“As a father has compassion for his children, so the Lord has compassion for those who fear him. For he knows how we were made; he remembers that we are dust” (Psalm 103:13,14).

Remember that you fashioned me like clay; and will you turn me to dust again?” (Job 10:9)

It must be hard to be God. So much to remember. Covenants old and new. Assorted promises. Iniquities (or remembering to forget them). Individuals like Nehemiah who every time you turn around was asking God to remember him for this or that. Or the thief on the cross, who wanted our Lord to remember him when Jesus came into the kingdom.


How does God stay so organized? His prayer-mail (p-mail for short) inbox is always full, as Jim Carrey found out during his brief stint as God in Bruce Almighty. Of course, he has legions of angels who do his bidding, so like any good leader God delegates tasks. Maybe there’s an AS2 ( if you recall It’s a Wonderful Life) in charge of remembering the names of stars (cf. Psalm 147:4). Or little Timmy’s guardian spirit whispers the boy’s name in God’s ear when the child prays for Mommy and Daddy and a new puppy and please don’t let them serve pizza and green beans together at school. How about the seraph in charge of a nation who can recite from memory the details of its history or the reference librarian in the heavenly archives who can put a finger on just the right record at a moment’s notice?

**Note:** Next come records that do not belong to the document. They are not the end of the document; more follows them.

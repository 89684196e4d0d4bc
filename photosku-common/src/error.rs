//! Common error types for photosku

use thiserror::Error;

/// Common result type for photosku operations
pub type Result<T> = std::result::Result<T, Error>;

/// Common error types across photosku crates
#[derive(Error, Debug)]
pub enum Error {
    /// Database operation error (wraps sqlx::Error)
    #[error("Database error: {0}")]
    Database(#[from] sqlx::Error),

    /// I/O operation error (wraps std::io::Error)
    #[error("IO error: {0}")]
    Io(#[from] std::io::Error),

    /// Configuration loading or validation error
    #[error("Configuration error: {0}")]
    Config(String),

    /// Requested user, photo, article number or object not found
    #[error("Not found: {0}")]
    NotFound(String),

    /// Invalid user input (empty token list, malformed payload)
    #[error("Invalid input: {0}")]
    InvalidInput(String),

    /// Binary object storage failure
    #[error("Object store error: {0}")]
    ObjectStore(String),

    /// Chat transport failure (fetching media, delivering replies)
    #[error("Transport error: {0}")]
    Transport(String),

    /// Get-or-create failed for one article token; aborts the whole resolve call
    #[error("Failed to resolve article number '{token}': {source}")]
    ArticleResolution {
        token: String,
        #[source]
        source: Box<Error>,
    },

    /// Internal error
    #[error("Internal error: {0}")]
    Internal(String),
}

impl Error {
    /// True for Entity Store / Object Store I/O failures.
    ///
    /// These are surfaced to users as a generic retry prompt.
    pub fn is_storage_failure(&self) -> bool {
        match self {
            Error::Database(_) | Error::Io(_) | Error::ObjectStore(_) => true,
            Error::ArticleResolution { source, .. } => source.is_storage_failure(),
            _ => false,
        }
    }

    /// True when the error means "absent", not "broken".
    pub fn is_not_found(&self) -> bool {
        matches!(self, Error::NotFound(_))
    }
}
//! SQLite entity store
//!
//! UUIDs are stored as TEXT in `guid` columns. Schema lives in
//! `photosku_common::db::init`.

use async_trait::async_trait;
use photosku_common::db::{
    ArticleNumber, ConversationState, ExternalId, Photo, PhotoUpdate, User, UserProfile,
    UserUpdate,
};
use photosku_common::{Error, Result};
use sqlx::sqlite::SqliteRow;
use sqlx::{Row, SqlitePool};
use tracing::warn;
use uuid::Uuid;

use super::EntityStore;

const USER_COLUMNS: &str = "guid, external_id, username, first_name, last_name, language_code, is_bot, conversation_state";
const PHOTO_COLUMNS: &str = "p.guid, p.owner_id, p.object_key, p.apply_state";

#[derive(Clone)]
pub struct SqliteEntityStore {
    pool: SqlitePool,
}

impl SqliteEntityStore {
    pub fn new(pool: SqlitePool) -> Self {
        Self { pool }
    }

    pub fn pool(&self) -> &SqlitePool {
        &self.pool
    }
}

fn parse_guid(row: &SqliteRow, column: &str) -> Result<Uuid> {
    let raw: String = row.get(column);
    Uuid::parse_str(&raw)
        .map_err(|e| Error::Internal(format!("Invalid UUID in column {}: '{}' ({})", column, raw, e)))
}

fn user_from_row(row: &SqliteRow) -> Result<User> {
    let id = parse_guid(row, "guid")?;
    let state_str: String = row.get("conversation_state");
    let conversation_state = state_str.parse().unwrap_or_else(|_| {
        warn!(user_id = %id, state = %state_str, "Unknown conversation state, treating as idle");
        ConversationState::Idle
    });

    Ok(User {
        id,
        external_id: row.get("external_id"),
        profile: UserProfile {
            username: row.get("username"),
            first_name: row.get("first_name"),
            last_name: row.get("last_name"),
            language_code: row.get("language_code"),
            is_bot: row.get("is_bot"),
        },
        conversation_state,
    })
}

fn photo_from_row(row: &SqliteRow) -> Result<Photo> {
    let apply_state: String = row.get("apply_state");
    Ok(Photo {
        id: parse_guid(row, "guid")?,
        owner_id: parse_guid(row, "owner_id")?,
        object_key: parse_guid(row, "object_key")?,
        apply_state: apply_state.parse()?,
    })
}

fn article_from_row(row: &SqliteRow) -> Result<ArticleNumber> {
    Ok(ArticleNumber {
        id: parse_guid(row, "guid")?,
        number: row.get("number"),
    })
}

#[async_trait]
impl EntityStore for SqliteEntityStore {
    async fn get_user_by_external_id(&self, external_id: ExternalId) -> Result<Option<User>> {
        let sql = format!("SELECT {} FROM users WHERE external_id = ?", USER_COLUMNS);
        let row = sqlx::query(&sql)
            .bind(external_id)
            .fetch_optional(&self.pool)
            .await?;

        row.as_ref().map(user_from_row).transpose()
    }

    async fn upsert_user(&self, external_id: ExternalId, profile: &UserProfile) -> Result<User> {
        sqlx::query(
            r#"
            INSERT INTO users (
                guid, external_id, username, first_name, last_name, language_code, is_bot,
                conversation_state, created_at, updated_at
            ) VALUES (?, ?, ?, ?, ?, ?, ?, 'idle', CURRENT_TIMESTAMP, CURRENT_TIMESTAMP)
            ON CONFLICT(external_id) DO UPDATE SET
                username = excluded.username,
                first_name = excluded.first_name,
                last_name = excluded.last_name,
                language_code = excluded.language_code,
                is_bot = excluded.is_bot,
                updated_at = CURRENT_TIMESTAMP
            "#,
        )
        .bind(Uuid::new_v4().to_string())
        .bind(external_id)
        .bind(&profile.username)
        .bind(&profile.first_name)
        .bind(&profile.last_name)
        .bind(&profile.language_code)
        .bind(profile.is_bot)
        .execute(&self.pool)
        .await?;

        self.get_user_by_external_id(external_id)
            .await?
            .ok_or_else(|| Error::NotFound(format!("user with external id {}", external_id)))
    }

    async fn update_user(&self, user_id: Uuid, update: UserUpdate) -> Result<()> {
        if update.is_empty() {
            return Ok(());
        }

        let profile = update.profile.as_ref();
        let result = sqlx::query(
            r#"
            UPDATE users SET
                username = COALESCE(?, username),
                first_name = COALESCE(?, first_name),
                last_name = COALESCE(?, last_name),
                language_code = COALESCE(?, language_code),
                is_bot = COALESCE(?, is_bot),
                conversation_state = COALESCE(?, conversation_state),
                updated_at = CURRENT_TIMESTAMP
            WHERE guid = ?
            "#,
        )
        .bind(profile.map(|p| p.username.clone()))
        .bind(profile.map(|p| p.first_name.clone()))
        .bind(profile.map(|p| p.last_name.clone()))
        .bind(profile.map(|p| p.language_code.clone()))
        .bind(profile.map(|p| p.is_bot))
        .bind(update.conversation_state.map(|s| s.as_str()))
        .bind(user_id.to_string())
        .execute(&self.pool)
        .await?;

        if result.rows_affected() == 0 {
            return Err(Error::NotFound(format!("user {}", user_id)));
        }
        Ok(())
    }

    async fn create_photo(&self, photo: &Photo) -> Result<()> {
        sqlx::query(
            r#"
            INSERT INTO photos (guid, owner_id, object_key, apply_state, created_at, updated_at)
            VALUES (?, ?, ?, ?, CURRENT_TIMESTAMP, CURRENT_TIMESTAMP)
            "#,
        )
        .bind(photo.id.to_string())
        .bind(photo.owner_id.to_string())
        .bind(photo.object_key.to_string())
        .bind(photo.apply_state.as_str())
        .execute(&self.pool)
        .await?;

        Ok(())
    }

    async fn update_photo(&self, photo_id: Uuid, update: PhotoUpdate) -> Result<()> {
        let Some(apply_state) = update.apply_state else {
            return Ok(());
        };

        let result = sqlx::query(
            "UPDATE photos SET apply_state = ?, updated_at = CURRENT_TIMESTAMP WHERE guid = ?",
        )
        .bind(apply_state.as_str())
        .bind(photo_id.to_string())
        .execute(&self.pool)
        .await?;

        if result.rows_affected() == 0 {
            return Err(Error::NotFound(format!("photo {}", photo_id)));
        }
        Ok(())
    }

    async fn list_pending_photos_for_user(&self, owner_id: Uuid) -> Result<Vec<Photo>> {
        let sql = format!(
            "SELECT {} FROM photos p WHERE p.owner_id = ? AND p.apply_state = 'pending' ORDER BY p.rowid",
            PHOTO_COLUMNS
        );
        let rows = sqlx::query(&sql)
            .bind(owner_id.to_string())
            .fetch_all(&self.pool)
            .await?;

        rows.iter().map(photo_from_row).collect()
    }

    async fn delete_photo(&self, photo_id: Uuid) -> Result<()> {
        // photo_articles rows go with it (ON DELETE CASCADE)
        sqlx::query("DELETE FROM photos WHERE guid = ?")
            .bind(photo_id.to_string())
            .execute(&self.pool)
            .await?;

        Ok(())
    }

    async fn get_photo(&self, photo_id: Uuid) -> Result<Option<Photo>> {
        let sql = format!("SELECT {} FROM photos p WHERE p.guid = ?", PHOTO_COLUMNS);
        let row = sqlx::query(&sql)
            .bind(photo_id.to_string())
            .fetch_optional(&self.pool)
            .await?;

        row.as_ref().map(photo_from_row).transpose()
    }

    async fn get_article_by_name(&self, number: &str) -> Result<Option<ArticleNumber>> {
        let row = sqlx::query("SELECT guid, number FROM article_numbers WHERE number = ?")
            .bind(number)
            .fetch_optional(&self.pool)
            .await?;

        row.as_ref().map(article_from_row).transpose()
    }

    async fn create_article(&self, number: &str) -> Result<ArticleNumber> {
        let article = ArticleNumber::new(number);
        sqlx::query(
            "INSERT INTO article_numbers (guid, number, created_at) VALUES (?, ?, CURRENT_TIMESTAMP)",
        )
        .bind(article.id.to_string())
        .bind(&article.number)
        .execute(&self.pool)
        .await?;

        Ok(article)
    }

    async fn add_association(&self, photo_id: Uuid, article_id: Uuid) -> Result<()> {
        sqlx::query(
            r#"
            INSERT OR IGNORE INTO photo_articles (photo_id, article_id, created_at)
            VALUES (?, ?, CURRENT_TIMESTAMP)
            "#,
        )
        .bind(photo_id.to_string())
        .bind(article_id.to_string())
        .execute(&self.pool)
        .await?;

        Ok(())
    }

    async fn remove_association(&self, photo_id: Uuid, article_id: Uuid) -> Result<()> {
        sqlx::query("DELETE FROM photo_articles WHERE photo_id = ? AND article_id = ?")
            .bind(photo_id.to_string())
            .bind(article_id.to_string())
            .execute(&self.pool)
            .await?;

        Ok(())
    }

    async fn list_photos_for_article(&self, article_id: Uuid) -> Result<Vec<Photo>> {
        let sql = format!(
            r#"
            SELECT {}
            FROM photos p
            JOIN photo_articles pa ON pa.photo_id = p.guid
            WHERE pa.article_id = ?
            ORDER BY pa.seq
            "#,
            PHOTO_COLUMNS
        );
        let rows = sqlx::query(&sql)
            .bind(article_id.to_string())
            .fetch_all(&self.pool)
            .await?;

        rows.iter().map(photo_from_row).collect()
    }

    async fn list_articles_for_photo(&self, photo_id: Uuid) -> Result<Vec<ArticleNumber>> {
        let rows = sqlx::query(
            r#"
            SELECT a.guid, a.number
            FROM article_numbers a
            JOIN photo_articles pa ON pa.article_id = a.guid
            WHERE pa.photo_id = ?
            ORDER BY pa.seq
            "#,
        )
        .bind(photo_id.to_string())
        .fetch_all(&self.pool)
        .await?;

        rows.iter().map(article_from_row).collect()
    }
}
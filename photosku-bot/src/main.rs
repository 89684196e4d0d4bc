//! photosku-bot - Telegram bot for item photos tagged with article numbers
//!
//! Startup order: configuration, tracing, build identification, storage,
//! Telegram client, dispatcher, then polling or webhook intake alongside the
//! HTTP listener. Ctrl-C stops intake and drains the per-user workers.

use std::path::PathBuf;
use std::sync::Arc;
use std::time::Duration;

use anyhow::{Context, Result};
use clap::Parser;
use photosku_bot::engine::Catalog;
use photosku_bot::session::{ConversationEngine, Dispatcher, DispatcherSettings};
use photosku_bot::store::{
    EntityStore, FilesystemObjectStore, MemoryEntityStore, MemoryObjectStore, ObjectStore,
    SqliteEntityStore,
};
use photosku_bot::transport::telegram::{run_polling, TelegramClient};
use photosku_bot::{build_router, logging, AppState};
use photosku_common::config::{RootFolderInitializer, RootFolderResolver, TomlConfig, UpdateMode};
use photosku_common::db::init_database;
use tokio::sync::watch;
use tracing::{error, info, warn};

const DRAIN_TIMEOUT: Duration = Duration::from_secs(30);

#[derive(Debug, Parser)]
#[command(name = "photosku-bot", version, about = "Telegram bot for item photos tagged with article numbers")]
struct Cli {
    /// TOML configuration file
    #[arg(long, env = "PHOTOSKU_CONFIG")]
    config: Option<PathBuf>,

    /// Root folder for the database and object store
    #[arg(long, env = "PHOTOSKU_ROOT")]
    root_folder: Option<PathBuf>,

    /// Telegram bot token
    #[arg(long, env = "PHOTOSKU_TELEGRAM_TOKEN", hide_env_values = true)]
    token: Option<String>,

    /// Keep everything in memory (nothing survives a restart)
    #[arg(long)]
    memory: bool,

    /// Log level (trace, debug, info, warn, error)
    #[arg(long, env = "PHOTOSKU_LOG_LEVEL")]
    log_level: Option<String>,
}

#[tokio::main]
async fn main() -> Result<()> {
    let cli = Cli::parse();

    let config = TomlConfig::load(cli.config.as_deref()).context("Failed to load configuration")?;

    logging::init_tracing(&config.logging, cli.log_level.as_deref())?;

    // Build identification immediately after tracing init
    info!(
        "Starting photosku-bot v{} [{}] built {} ({})",
        env!("CARGO_PKG_VERSION"),
        env!("GIT_HASH"),
        env!("BUILD_TIMESTAMP"),
        env!("BUILD_PROFILE")
    );

    let token = config.telegram.resolve_token(cli.token.as_deref())?;

    let (entities, objects) = open_stores(&cli, &config).await?;

    let telegram = Arc::new(TelegramClient::new(&config.telegram.api_base, &token)?);
    let me = telegram
        .get_me()
        .await
        .context("Telegram getMe failed; check the bot token")?;
    info!(
        "✓ Connected to Telegram as @{}",
        me.username.as_deref().unwrap_or(&me.first_name)
    );

    let catalog = Catalog::new(entities, objects, telegram.clone());
    let engine = Arc::new(ConversationEngine::new(catalog, config.support_text.clone()));
    let dispatcher = Dispatcher::new(
        engine,
        telegram.clone(),
        DispatcherSettings::from(&config.dispatcher),
    );

    let (shutdown_tx, shutdown_rx) = watch::channel(false);

    let (state, poller) = match config.telegram.mode {
        UpdateMode::Polling => {
            if let Err(e) = telegram.delete_webhook().await {
                warn!("Failed to clear webhook before polling: {}", e);
            }
            let poller = tokio::spawn(run_polling(
                telegram.clone(),
                dispatcher.clone(),
                config.telegram.poll_timeout_secs,
                shutdown_rx.clone(),
            ));
            (AppState::health_only(), Some(poller))
        }
        UpdateMode::Webhook => {
            let url = config
                .telegram
                .webhook_url
                .as_deref()
                .context("telegram.webhook_url is required in webhook mode")?;
            telegram
                .set_webhook(url, config.telegram.webhook_secret.as_deref())
                .await
                .context("Telegram setWebhook failed")?;
            info!("✓ Webhook registered: {}", url);
            (
                AppState::with_webhook(dispatcher.clone(), config.telegram.webhook_secret.clone()),
                None,
            )
        }
    };

    tokio::spawn(async move {
        match tokio::signal::ctrl_c().await {
            Ok(()) => {
                info!("Shutdown requested");
                let _ = shutdown_tx.send(true);
            }
            Err(e) => {
                error!("Failed to listen for Ctrl-C: {}", e);
                // Keep the sender alive; dropping it would stop the bot
                std::future::pending::<()>().await;
            }
        }
    });

    let app = build_router(state);
    let listener = tokio::net::TcpListener::bind(&config.http.bind)
        .await
        .with_context(|| format!("Failed to bind {}", config.http.bind))?;
    info!("photosku-bot listening on http://{}", config.http.bind);
    info!("Health check: http://{}/health", config.http.bind);

    let mut server_shutdown = shutdown_rx.clone();
    axum::serve(listener, app)
        .with_graceful_shutdown(async move {
            let _ = server_shutdown.wait_for(|stop| *stop).await;
        })
        .await?;

    if let Some(poller) = poller {
        if let Err(e) = poller.await {
            error!("Polling task failed: {}", e);
        }
    }

    if dispatcher.shutdown(DRAIN_TIMEOUT).await {
        info!("All conversations drained");
    } else {
        warn!("Timed out draining conversations after {:?}", DRAIN_TIMEOUT);
    }

    info!("photosku-bot stopped");
    Ok(())
}

async fn open_stores(
    cli: &Cli,
    config: &TomlConfig,
) -> Result<(Arc<dyn EntityStore>, Arc<dyn ObjectStore>)> {
    if cli.memory {
        warn!("Running with in-memory stores; data is lost on exit");
        return Ok((
            Arc::new(MemoryEntityStore::new()),
            Arc::new(MemoryObjectStore::new()),
        ));
    }

    let root_folder = RootFolderResolver::new()
        .with_cli_arg(cli.root_folder.clone())
        .with_config(config)
        .resolve();
    let initializer = RootFolderInitializer::new(root_folder);
    initializer.ensure_directory_exists()?;
    info!("Root folder: {}", initializer.root().display());

    let db_path = initializer.database_path(config);
    info!("Database path: {}", db_path.display());
    let pool = match init_database(&db_path).await {
        Ok(pool) => {
            info!("✓ Database ready");
            pool
        }
        Err(e) => {
            error!("Failed to initialize database: {}", e);
            return Err(e.into());
        }
    };

    let objects = FilesystemObjectStore::open(initializer.objects_path(config)).await?;

    Ok((Arc::new(SqliteEntityStore::new(pool)), Arc::new(objects)))
}
//! Configuration loading and root folder resolution
//!
//! Bootstrap configuration comes from a TOML file. Every value has a compiled
//! default, so a missing file is a warning rather than a startup failure.
//!
//! Resolution priority (highest first):
//! 1. Command-line argument
//! 2. Environment variable
//! 3. TOML config file
//! 4. Compiled default

use crate::{Error, Result};
use serde::{Deserialize, Serialize};
use std::path::{Path, PathBuf};
use tracing::{info, warn};

/// Environment variable naming the root folder
pub const ROOT_FOLDER_ENV: &str = "PHOTOSKU_ROOT_FOLDER";
/// Shorter alias, lower priority than [`ROOT_FOLDER_ENV`]
pub const ROOT_ENV: &str = "PHOTOSKU_ROOT";
/// Environment variable naming the TOML config file
pub const CONFIG_ENV: &str = "PHOTOSKU_CONFIG";

const DEFAULT_DATABASE_FILE: &str = "photosku.db";
const DEFAULT_OBJECTS_DIR: &str = "objects";

/// Compiled defaults used when nothing else is configured
#[derive(Debug, Clone)]
pub struct CompiledDefaults {
    pub root_folder: PathBuf,
    pub log_level: String,
    pub http_bind: String,
    pub telegram_api_base: String,
}

impl CompiledDefaults {
    pub fn for_current_platform() -> Self {
        let root_folder = if cfg!(target_os = "linux") {
            // ~/.local/share/photosku (or /var/lib/photosku for system-wide)
            dirs::data_local_dir()
                .map(|d| d.join("photosku"))
                .unwrap_or_else(|| PathBuf::from("/var/lib/photosku"))
        } else if cfg!(target_os = "macos") {
            dirs::data_dir()
                .map(|d| d.join("photosku"))
                .unwrap_or_else(|| PathBuf::from("/Library/Application Support/photosku"))
        } else if cfg!(target_os = "windows") {
            dirs::data_local_dir()
                .map(|d| d.join("photosku"))
                .unwrap_or_else(|| PathBuf::from("C:\\ProgramData\\photosku"))
        } else {
            PathBuf::from("./photosku_data")
        };

        Self {
            root_folder,
            log_level: default_log_level(),
            http_bind: default_http_bind(),
            telegram_api_base: default_api_base(),
        }
    }
}

/// Bootstrap configuration loaded from TOML
#[derive(Debug, Clone, Serialize, Deserialize)]
pub struct TomlConfig {
    /// Root folder for the database and object store (optional)
    #[serde(default)]
    pub root_folder: Option<PathBuf>,

    /// SQLite database file, relative to the root folder unless absolute
    #[serde(default = "default_database_path")]
    pub database_path: PathBuf,

    /// Filesystem object store directory, relative to the root folder unless absolute
    #[serde(default = "default_objects_path")]
    pub objects_path: PathBuf,

    #[serde(default)]
    pub telegram: TelegramConfig,

    #[serde(default)]
    pub http: HttpConfig,

    #[serde(default)]
    pub dispatcher: DispatcherConfig,

    #[serde(default)]
    pub logging: LoggingConfig,

    /// Support contact text shown by the support command
    #[serde(default)]
    pub support_text: Option<String>,
}

impl Default for TomlConfig {
    fn default() -> Self {
        Self {
            root_folder: None,
            database_path: default_database_path(),
            objects_path: default_objects_path(),
            telegram: TelegramConfig::default(),
            http: HttpConfig::default(),
            dispatcher: DispatcherConfig::default(),
            logging: LoggingConfig::default(),
            support_text: None,
        }
    }
}

/// How updates arrive from Telegram
#[derive(Debug, Clone, Copy, PartialEq, Eq, Default, Serialize, Deserialize)]
#[serde(rename_all = "lowercase")]
pub enum UpdateMode {
    #[default]
    Polling,
    Webhook,
}

#[derive(Debug, Clone, Serialize, Deserialize)]
pub struct TelegramConfig {
    #[serde(default)]
    pub token: Option<String>,

    /// File holding the token (e.g. a mounted secret); trimmed on read
    #[serde(default)]
    pub token_file: Option<PathBuf>,

    #[serde(default = "default_api_base")]
    pub api_base: String,

    /// Long-polling timeout for getUpdates
    #[serde(default = "default_poll_timeout_secs")]
    pub poll_timeout_secs: u64,

    #[serde(default)]
    pub mode: UpdateMode,

    /// Public URL registered with setWebhook in webhook mode
    #[serde(default)]
    pub webhook_url: Option<String>,

    /// Expected X-Telegram-Bot-Api-Secret-Token header in webhook mode
    #[serde(default)]
    pub webhook_secret: Option<String>,
}

impl Default for TelegramConfig {
    fn default() -> Self {
        Self {
            token: None,
            token_file: None,
            api_base: default_api_base(),
            poll_timeout_secs: default_poll_timeout_secs(),
            mode: UpdateMode::default(),
            webhook_url: None,
            webhook_secret: None,
        }
    }
}

impl TelegramConfig {
    /// Resolve the bot token: CLI/env value, then `token`, then `token_file`
    pub fn resolve_token(&self, cli_or_env: Option<&str>) -> Result<String> {
        if let Some(token) = cli_or_env.map(str::trim).filter(|t| !t.is_empty()) {
            return Ok(token.to_string());
        }

        if let Some(token) = self.token.as_deref().map(str::trim).filter(|t| !t.is_empty()) {
            return Ok(token.to_string());
        }

        if let Some(path) = &self.token_file {
            return read_secret_file(path);
        }

        Err(Error::Config(
            "Telegram bot token is required (--token, PHOTOSKU_TELEGRAM_TOKEN, telegram.token or telegram.token_file)"
                .to_string(),
        ))
    }
}

#[derive(Debug, Clone, Serialize, Deserialize)]
pub struct HttpConfig {
    /// Listener for the health endpoint and the webhook receiver
    #[serde(default = "default_http_bind")]
    pub bind: String,
}

impl Default for HttpConfig {
    fn default() -> Self {
        Self {
            bind: default_http_bind(),
        }
    }
}

#[derive(Debug, Clone, Serialize, Deserialize)]
pub struct DispatcherConfig {
    /// Per-user inbound queue capacity
    #[serde(default = "default_queue_capacity")]
    pub queue_capacity: usize,

    /// Seconds an idle per-user worker lingers before exiting
    #[serde(default = "default_worker_idle_secs")]
    pub worker_idle_secs: u64,
}

impl Default for DispatcherConfig {
    fn default() -> Self {
        Self {
            queue_capacity: default_queue_capacity(),
            worker_idle_secs: default_worker_idle_secs(),
        }
    }
}

/// Logging configuration
#[derive(Debug, Clone, Serialize, Deserialize)]
pub struct LoggingConfig {
    /// Log level (trace, debug, info, warn, error)
    #[serde(default = "default_log_level")]
    pub level: String,

    /// Emit JSON lines instead of human-readable output
    #[serde(default)]
    pub json: bool,

    /// Log file path (optional, logs to stderr if not specified)
    #[serde(default)]
    pub file: Option<PathBuf>,
}

impl Default for LoggingConfig {
    fn default() -> Self {
        Self {
            level: default_log_level(),
            json: false,
            file: None,
        }
    }
}

fn default_database_path() -> PathBuf {
    PathBuf::from(DEFAULT_DATABASE_FILE)
}

fn default_objects_path() -> PathBuf {
    PathBuf::from(DEFAULT_OBJECTS_DIR)
}

fn default_api_base() -> String {
    "https://api.telegram.org".to_string()
}

fn default_poll_timeout_secs() -> u64 {
    30
}

fn default_http_bind() -> String {
    "127.0.0.1:5780".to_string()
}

fn default_queue_capacity() -> usize {
    32
}

fn default_worker_idle_secs() -> u64 {
    300
}

fn default_log_level() -> String {
    "info".to_string()
}

impl TomlConfig {
    /// Load configuration
    ///
    /// An explicit path (CLI or `PHOTOSKU_CONFIG`) must exist. Without one the
    /// platform locations are tried; if none exists, compiled defaults are used.
    pub fn load(explicit: Option<&Path>) -> Result<Self> {
        if let Some(path) = explicit {
            if !path.exists() {
                return Err(Error::Config(format!(
                    "Config file not found: {}",
                    path.display()
                )));
            }
            return Self::from_file(path);
        }

        if let Ok(path) = std::env::var(CONFIG_ENV) {
            return Self::load(Some(Path::new(&path)));
        }

        match default_config_file() {
            Some(path) => Self::from_file(&path),
            None => {
                warn!("No config file found, using compiled defaults");
                Ok(Self::default())
            }
        }
    }

    /// Parse a specific TOML file
    pub fn from_file(path: &Path) -> Result<Self> {
        let content = std::fs::read_to_string(path)?;
        let config: TomlConfig = toml::from_str(&content)
            .map_err(|e| Error::Config(format!("Invalid config {}: {}", path.display(), e)))?;
        info!("Loaded configuration from {}", path.display());
        Ok(config)
    }
}

/// Locate the platform config file, if any exists
fn default_config_file() -> Option<PathBuf> {
    let user_config = dirs::config_dir().map(|d| d.join("photosku").join("config.toml"));
    if let Some(path) = user_config {
        if path.exists() {
            return Some(path);
        }
    }

    if cfg!(unix) {
        let system_config = PathBuf::from("/etc/photosku/config.toml");
        if system_config.exists() {
            return Some(system_config);
        }
    }

    None
}

/// Read a secret from a file, trimming surrounding whitespace
pub fn read_secret_file(path: &Path) -> Result<String> {
    let content = std::fs::read_to_string(path).map_err(|e| {
        Error::Config(format!("Failed to read secret file {}: {}", path.display(), e))
    })?;
    let secret = content.trim();
    if secret.is_empty() {
        return Err(Error::Config(format!("Secret file {} is empty", path.display())));
    }
    Ok(secret.to_string())
}

/// Root folder resolution following the priority order above
#[derive(Debug, Clone, Default)]
pub struct RootFolderResolver {
    cli_arg: Option<PathBuf>,
    toml_value: Option<PathBuf>,
}

impl RootFolderResolver {
    pub fn new() -> Self {
        Self::default()
    }

    pub fn with_cli_arg(mut self, path: Option<PathBuf>) -> Self {
        self.cli_arg = path;
        self
    }

    pub fn with_config(mut self, config: &TomlConfig) -> Self {
        self.toml_value = config.root_folder.clone();
        self
    }

    pub fn resolve(&self) -> PathBuf {
        // Priority 1: Command-line argument
        if let Some(path) = &self.cli_arg {
            return path.clone();
        }

        // Priority 2: Environment variables
        for var in [ROOT_FOLDER_ENV, ROOT_ENV] {
            if let Ok(path) = std::env::var(var) {
                if !path.is_empty() {
                    return PathBuf::from(path);
                }
            }
        }

        // Priority 3: TOML config file
        if let Some(path) = &self.toml_value {
            return path.clone();
        }

        // Priority 4: compiled default
        CompiledDefaults::for_current_platform().root_folder
    }
}

/// Creates the root folder and derives paths inside it
#[derive(Debug, Clone)]
pub struct RootFolderInitializer {
    root: PathBuf,
}

impl RootFolderInitializer {
    pub fn new(root: PathBuf) -> Self {
        Self { root }
    }

    pub fn root(&self) -> &Path {
        &self.root
    }

    /// Create the root folder (and parents) if missing; idempotent
    pub fn ensure_directory_exists(&self) -> Result<()> {
        if !self.root.exists() {
            std::fs::create_dir_all(&self.root)?;
            info!("Created root folder: {}", self.root.display());
        }
        Ok(())
    }

    /// Resolve a configured path against the root folder
    pub fn resolve_path(&self, path: &Path) -> PathBuf {
        if path.is_absolute() {
            path.to_path_buf()
        } else {
            self.root.join(path)
        }
    }

    pub fn database_path(&self, config: &TomlConfig) -> PathBuf {
        self.resolve_path(&config.database_path)
    }

    pub fn objects_path(&self, config: &TomlConfig) -> PathBuf {
        self.resolve_path(&config.objects_path)
    }
}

But even angels aren’t perfect, so sometimes God must get frustrated with the process and do things for himself, “with a mighty hand and an outstretched arm” (Deuteronomy 5:15). And some items he neither needs nor wants help with: memories so precious that he easily recalls them, promises he will never forget, creatures who never escape his notice.


Like the tiny sparrow he keeps his eye on. Or the flowers of the field, which he clothes with such beauty, though they are here today, gone tomorrow. Or you and me, human beings, made from dust and returning to it, fragile and transitory.


Predators, animal and human, see weakness and pounce on it to feed their bellies or their egos. Not God. He knows how we are made, and amazingly, the fact of our vulnerability is the very source of his goodness toward us. God does not take advantage of our vulnerability to destroy us. Instead, he is moved to compassion and forgiveness. He even chooses to put his treasure in jars of clay inscribed with your name and mine. “These fragile bodies of touch and taste,” as the song puts it, are his instruments to do great things! We are sacraments of God, concrete expressions of his grace.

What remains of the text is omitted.